フィリピンで触れた小さな太平洋戦争

20年くらい前、初めてフィリピンの南の島ミンダナオ島に行った時のこと。ミンダナオ島といっても僕が行ったのはダバオとかと違って日本人をほとんど目にすることのないような小さな地方都市、いや、一応Cityなのだが都市というより街、街というより町、に近いところだった。
お世話になったフィリピンの知り合いの家にお邪魔したのだけれど、近所の人がやってきて井戸端会議に花が咲いていた。
そのなかの当時50歳くらいかな?と思しき女性が、
若い頃マニラで働いていて日本人商社員と知り合い付き合うようになった。結婚しようということになり、実家の両親に好きな人がいることを告げると、まだ反日感情が強かったため、日本人との結婚は絶対ダメだと拒否された。結局その人とは別れてしまったけれど、本当にさやしくてかっこよかった。。。
と話してくれた。
僕のことを久しぶりに見た日本人だったので懐かしく思ったのかもしれない。捨てずに取っておいたという恋人の写真も見せてくれた。スーツのエリの幅やネクタイの結び目の大きさなど、いかにも昭和50年代前後と思われる出立ちで、ちょっと藤岡弘さん似の男前だった。
小柄だが恰幅の良い気さくな女性で、話し終えると静かに、ほんの少し微笑みながら、けれどもかすかに寂しそうな表情をして黙ってどこかをぼんやり見つめていた。
きっと日本人の僕をみて、当時のことを思い出したのだろう。
その後の詳しいことは聞かなかったけれど、まとわりついてくる小さな子供をあやしているのをみて、お子さん?お孫さんかな?彼女も今は幸せな家庭を持って暮らしているに違いない、と勝手に思うことにして自分の気持ちを少し軽くした。
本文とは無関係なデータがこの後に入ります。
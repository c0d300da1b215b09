//! Per-connection transform stage.
//!
//! A [`TransformSession`] owns the two oscillators and the staging buffer and
//! turns one inbound block into exactly one outbound block. The pipeline task
//! spawned by [`TransformHandle::spawn`] pulls frames from the track source,
//! runs them through the session in order, and pushes them to the output sink.

use std::sync::atomic::{AtomicU64, AtomicUsize, Ordering};
use std::sync::Arc;

use rand::Rng;
use tokio::sync::{mpsc, oneshot};
use tokio::task::JoinHandle;

use super::frame::{AudioFrame, FrameBuffer, DEFAULT_BUFFER_CAPACITY};
use super::kernel::{self, DEFAULT_RIGHT_SHIFT};
use super::oscillator::Oscillator;
use crate::error::PipelineError;

/// Inbound decoded frames of one remote track.
pub type FrameSource = mpsc::Receiver<AudioFrame>;
/// Where transformed frames go, usually an [`AudioOutput`](super::AudioOutput).
pub type FrameSink = mpsc::Sender<AudioFrame>;

/// Transform settings shared by all connections.
#[derive(Debug, Clone, PartialEq)]
pub struct TransformConfig {
    /// When false inbound audio is passed through untouched.
    pub enabled: bool,
    /// Inclusive pulse rate range in Hz.
    pub pulse_hz: (f32, f32),
    /// Inclusive tone range in Hz.
    pub tone_hz: (f32, f32),
    pub right_shift: f32,
    /// Staging buffer size in samples.
    pub buffer_capacity: usize,
}

impl Default for TransformConfig {
    fn default() -> Self {
        Self {
            enabled: true,
            pulse_hz: (0.5, 1.5),
            tone_hz: (60.0, 500.0),
            right_shift: DEFAULT_RIGHT_SHIFT,
            buffer_capacity: DEFAULT_BUFFER_CAPACITY,
        }
    }
}

impl TransformConfig {
    /// Build a session with pulse and tone drawn from the configured ranges.
    pub fn randomized_session(&self) -> TransformSession {
        let mut rng = rand::thread_rng();
        let pulse_hz = pick(&mut rng, self.pulse_hz);
        let tone_hz = pick(&mut rng, self.tone_hz);
        TransformSession::new(pulse_hz, tone_hz, self.right_shift, self.buffer_capacity)
    }
}

fn pick(rng: &mut impl Rng, (lo, hi): (f32, f32)) -> f32 {
    if lo < hi { rng.gen_range(lo..=hi) } else { lo }
}

/// Counts how many times a session's resources were released.
#[derive(Debug, Clone, Default)]
pub struct ReleaseCounter(Arc<AtomicUsize>);

impl ReleaseCounter {
    pub fn count(&self) -> usize {
        self.0.load(Ordering::SeqCst)
    }

    fn record(&self) {
        self.0.fetch_add(1, Ordering::SeqCst);
    }
}

/// Oscillators plus staging buffer for one connection.
///
/// Dropping the session releases all three; the drop is the only release path.
#[derive(Debug)]
pub struct TransformSession {
    pulse: Oscillator,
    tone: Oscillator,
    buffer: FrameBuffer,
    right_shift: f32,
    released: ReleaseCounter,
}

impl TransformSession {
    pub fn new(pulse_hz: f32, tone_hz: f32, right_shift: f32, buffer_capacity: usize) -> Self {
        log::debug!(
            "Transform session: pulse={:.3}Hz tone={:.1}Hz right_shift={} capacity={}",
            pulse_hz,
            tone_hz,
            right_shift,
            buffer_capacity
        );
        Self {
            pulse: Oscillator::new(pulse_hz),
            tone: Oscillator::new(tone_hz),
            buffer: FrameBuffer::with_capacity(buffer_capacity),
            right_shift,
            released: ReleaseCounter::default(),
        }
    }

    pub fn pulse(&self) -> &Oscillator {
        &self.pulse
    }

    pub fn tone(&self) -> &Oscillator {
        &self.tone
    }

    pub fn release_counter(&self) -> ReleaseCounter {
        self.released.clone()
    }

    /// Stage, blend and read back one block.
    ///
    /// The output keeps the input's timestamp, sample rate and frame count;
    /// its channel count is whatever the kernel wrote (always stereo).
    pub fn process(&mut self, frame: &AudioFrame) -> Result<AudioFrame, PipelineError> {
        self.buffer.stage(frame)?;
        kernel::blend(&mut self.pulse, &mut self.tone, &mut self.buffer, self.right_shift);
        Ok(self.buffer.read_back(frame.timestamp_us))
    }
}

impl Drop for TransformSession {
    fn drop(&mut self) {
        self.released.record();
        log::debug!("Transform session released ({} samples)", self.buffer.capacity());
    }
}

/// Why a pipeline task stopped.
#[derive(Debug, Clone, PartialEq)]
pub enum PipelineExit {
    /// Stopped through the handle.
    Stopped,
    /// The track ended.
    SourceEnded,
    Failed(PipelineError),
}

/// Owner's side of a running pipeline. Dropping it stops the pipeline.
#[derive(Debug)]
pub struct TransformHandle {
    label: String,
    abort: Option<oneshot::Sender<()>>,
    task: Option<JoinHandle<PipelineExit>>,
    released: Option<ReleaseCounter>,
    frames_out: Arc<AtomicU64>,
}

impl TransformHandle {
    /// Start pumping `source` into `sink`.
    ///
    /// With `session == None` frames pass through unchanged.
    pub fn spawn(
        label: impl Into<String>,
        session: Option<TransformSession>,
        source: FrameSource,
        sink: FrameSink,
    ) -> Self {
        let label = label.into();
        let (abort_tx, abort_rx) = oneshot::channel();
        let released = session.as_ref().map(TransformSession::release_counter);
        let frames_out = Arc::new(AtomicU64::new(0));
        let task = tokio::spawn(run_pipeline(
            label.clone(),
            session,
            source,
            sink,
            abort_rx,
            frames_out.clone(),
        ));
        Self {
            label,
            abort: Some(abort_tx),
            task: Some(task),
            released,
            frames_out,
        }
    }

    /// Signal the pipeline to stop. Safe to call any number of times.
    pub fn stop(&mut self) {
        if let Some(abort) = self.abort.take() {
            log::debug!("Stopping transform pipeline for {}", self.label);
            let _ = abort.send(());
        }
    }

    pub fn is_finished(&self) -> bool {
        self.task.as_ref().is_none_or(JoinHandle::is_finished)
    }

    /// Release count of the owned session; `None` for pass-through pipelines.
    pub fn released(&self) -> Option<usize> {
        self.released.as_ref().map(ReleaseCounter::count)
    }

    pub fn release_counter(&self) -> Option<ReleaseCounter> {
        self.released.clone()
    }

    pub fn frames_out(&self) -> u64 {
        self.frames_out.load(Ordering::Relaxed)
    }

    /// Wait for the pipeline task to finish.
    pub async fn join(mut self) -> PipelineExit {
        let Some(task) = self.task.take() else {
            return PipelineExit::Stopped;
        };
        match task.await {
            Ok(exit) => exit,
            Err(e) => {
                log::error!("Transform pipeline task for {} panicked: {}", self.label, e);
                PipelineExit::Stopped
            }
        }
    }
}

impl Drop for TransformHandle {
    fn drop(&mut self) {
        self.stop();
    }
}

async fn run_pipeline(
    label: String,
    mut session: Option<TransformSession>,
    mut source: FrameSource,
    sink: FrameSink,
    mut abort: oneshot::Receiver<()>,
    frames_out: Arc<AtomicU64>,
) -> PipelineExit {
    log::info!(
        "Transform pipeline started for {} ({})",
        label,
        if session.is_some() { "pulse-tone" } else { "pass-through" }
    );

    let exit = loop {
        // A dropped handle also resolves `abort`, which counts as a stop.
        let frame = tokio::select! {
            biased;
            _ = &mut abort => break PipelineExit::Stopped,
            frame = source.recv() => match frame {
                Some(frame) => frame,
                None => break PipelineExit::SourceEnded,
            },
        };

        let out = match session.as_mut() {
            Some(stage) => match stage.process(&frame) {
                Ok(out) => out,
                Err(e) => break PipelineExit::Failed(e),
            },
            None => frame,
        };

        tokio::select! {
            biased;
            _ = &mut abort => break PipelineExit::Stopped,
            sent = sink.send(out) => {
                if sent.is_err() {
                    break PipelineExit::Failed(PipelineError::SinkClosed);
                }
                frames_out.fetch_add(1, Ordering::Relaxed);
            }
        }
    };

    // Single teardown path for every exit branch.
    source.close();
    drop(sink);
    drop(session.take());

    match &exit {
        PipelineExit::Failed(e) => log::error!("Transform pipeline for {} aborted: {}", label, e),
        other => log::info!(
            "Transform pipeline for {} finished: {:?} after {} frames",
            label,
            other,
            frames_out.load(Ordering::Relaxed)
        ),
    }
    exit
}

#[cfg(test)]
mod tests {
    use super::*;

    fn stereo_block(timestamp_us: i64) -> AudioFrame {
        AudioFrame::silence(timestamp_us, 48000, 2, 1024)
    }

    #[test]
    fn process_keeps_timing_and_emits_stereo() {
        let mut session = TransformSession::new(1.0, 220.0, DEFAULT_RIGHT_SHIFT, DEFAULT_BUFFER_CAPACITY);
        let out = session.process(&stereo_block(21_333)).unwrap();
        assert_eq!(out.sample_rate, 48000);
        assert_eq!(out.frame_count, 1024);
        assert_eq!(out.channel_count, 2);
        assert_eq!(out.timestamp_us, 21_333);
        assert_eq!(out.samples.len(), 2048);
    }

    #[test]
    fn oversize_block_fails_fast() {
        let mut session = TransformSession::new(1.0, 220.0, DEFAULT_RIGHT_SHIFT, DEFAULT_BUFFER_CAPACITY);
        let err = session.process(&AudioFrame::silence(0, 48000, 2, 2049)).unwrap_err();
        assert!(matches!(err, PipelineError::CapacityExceeded { .. }));
    }

    #[test]
    fn dropping_session_releases_once() {
        let session = TransformSession::new(1.0, 220.0, DEFAULT_RIGHT_SHIFT, DEFAULT_BUFFER_CAPACITY);
        let counter = session.release_counter();
        assert_eq!(counter.count(), 0);
        drop(session);
        assert_eq!(counter.count(), 1);
    }

    #[test]
    fn randomized_frequencies_stay_in_range() {
        let config = TransformConfig::default();
        for _ in 0..50 {
            let session = config.randomized_session();
            let pulse = session.pulse().frequency_hz();
            let tone = session.tone().frequency_hz();
            assert!((0.5 - 1e-3..=1.5 + 1e-3).contains(&pulse), "pulse {}", pulse);
            assert!((60.0 - 1e-2..=500.0 + 1e-2).contains(&tone), "tone {}", tone);
        }
    }

    #[tokio::test]
    async fn pipeline_is_one_to_one_and_in_order() {
        let (in_tx, in_rx) = mpsc::channel(8);
        let (out_tx, mut out_rx) = mpsc::channel(8);
        let session = TransformConfig::default().randomized_session();
        let handle = TransformHandle::spawn("test", Some(session), in_rx, out_tx);

        for i in 0..5 {
            in_tx.send(stereo_block(i * 21_333)).await.unwrap();
        }
        for i in 0..5 {
            let out = out_rx.recv().await.unwrap();
            assert_eq!(out.timestamp_us, i * 21_333);
            assert_eq!(out.frame_count, 1024);
            assert_eq!(out.sample_rate, 48000);
        }

        drop(in_tx);
        let released = handle.release_counter().unwrap();
        assert_eq!(handle.join().await, PipelineExit::SourceEnded);
        assert_eq!(released.count(), 1);
        assert!(out_rx.recv().await.is_none());
    }

    #[tokio::test]
    async fn stop_releases_once_and_suppresses_output() {
        let (in_tx, in_rx) = mpsc::channel(8);
        let (out_tx, mut out_rx) = mpsc::channel(8);
        let session = TransformConfig::default().randomized_session();
        let mut handle = TransformHandle::spawn("test", Some(session), in_rx, out_tx);

        in_tx.send(stereo_block(0)).await.unwrap();
        assert!(out_rx.recv().await.is_some());

        handle.stop();
        handle.stop();
        let released = handle.release_counter().unwrap();
        assert_eq!(handle.join().await, PipelineExit::Stopped);
        assert_eq!(released.count(), 1);

        // The source is closed, so nothing more gets in or out.
        assert!(in_tx.send(stereo_block(1)).await.is_err());
        assert!(out_rx.recv().await.is_none());
    }

    #[tokio::test]
    async fn stop_while_sink_full_drops_pending_block() {
        let (in_tx, in_rx) = mpsc::channel(8);
        let (out_tx, mut out_rx) = mpsc::channel(1);
        let session = TransformConfig::default().randomized_session();
        let mut handle = TransformHandle::spawn("test", Some(session), in_rx, out_tx);

        in_tx.send(stereo_block(0)).await.unwrap();
        in_tx.send(stereo_block(1)).await.unwrap();
        // second block is processed and parked on the full sink
        for _ in 0..10 {
            tokio::task::yield_now().await;
        }
        assert_eq!(handle.frames_out(), 1);

        handle.stop();
        let released = handle.release_counter().unwrap();
        assert_eq!(handle.join().await, PipelineExit::Stopped);
        assert_eq!(released.count(), 1);

        assert_eq!(out_rx.recv().await.unwrap().timestamp_us, 0);
        assert!(out_rx.recv().await.is_none());
    }

    #[tokio::test]
    async fn oversize_frame_aborts_pipeline() {
        let (in_tx, in_rx) = mpsc::channel(8);
        let (out_tx, mut out_rx) = mpsc::channel(8);
        let session = TransformConfig::default().randomized_session();
        let handle = TransformHandle::spawn("test", Some(session), in_rx, out_tx);

        in_tx.send(AudioFrame::silence(0, 48000, 2, 4096)).await.unwrap();
        let released = handle.release_counter().unwrap();
        let exit = handle.join().await;
        assert!(matches!(exit, PipelineExit::Failed(PipelineError::CapacityExceeded { .. })));
        assert_eq!(released.count(), 1);
        assert!(out_rx.recv().await.is_none());
    }

    #[tokio::test]
    async fn closed_sink_ends_pipeline() {
        let (in_tx, in_rx) = mpsc::channel(8);
        let (out_tx, out_rx) = mpsc::channel(8);
        drop(out_rx);
        let session = TransformConfig::default().randomized_session();
        let handle = TransformHandle::spawn("test", Some(session), in_rx, out_tx);

        in_tx.send(stereo_block(0)).await.unwrap();
        let released = handle.release_counter().unwrap();
        assert_eq!(handle.join().await, PipelineExit::Failed(PipelineError::SinkClosed));
        assert_eq!(released.count(), 1);
    }

    #[tokio::test]
    async fn pass_through_forwards_frames_unchanged() {
        let (in_tx, in_rx) = mpsc::channel(8);
        let (out_tx, mut out_rx) = mpsc::channel(8);
        let handle = TransformHandle::spawn("test", None, in_rx, out_tx);
        assert_eq!(handle.released(), None);

        let frame = AudioFrame::new(5, 16000, 1, 2, vec![0.5, -0.5]).unwrap();
        in_tx.send(frame.clone()).await.unwrap();
        assert_eq!(out_rx.recv().await.unwrap(), frame);
        assert_eq!(handle.frames_out(), 1);
    }
}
僕が行ったミンダナオ島の中西部の山間の町は激戦地だったレイテ島やルソン島とは違い、大きな戦闘は発生していなかったようだけど、そんな静かで平和な町にも目立たないけどずっと消えない苦い傷を心に刻んだ人が暮らしている。

やっぱり戦争ってどこまで行っても悲しみしか生み出さないんだ、
戦争はどんな大義をもってしても彼女の心の古傷一つ癒すことはできないんだ、
と思ってやるせない気持ちになった。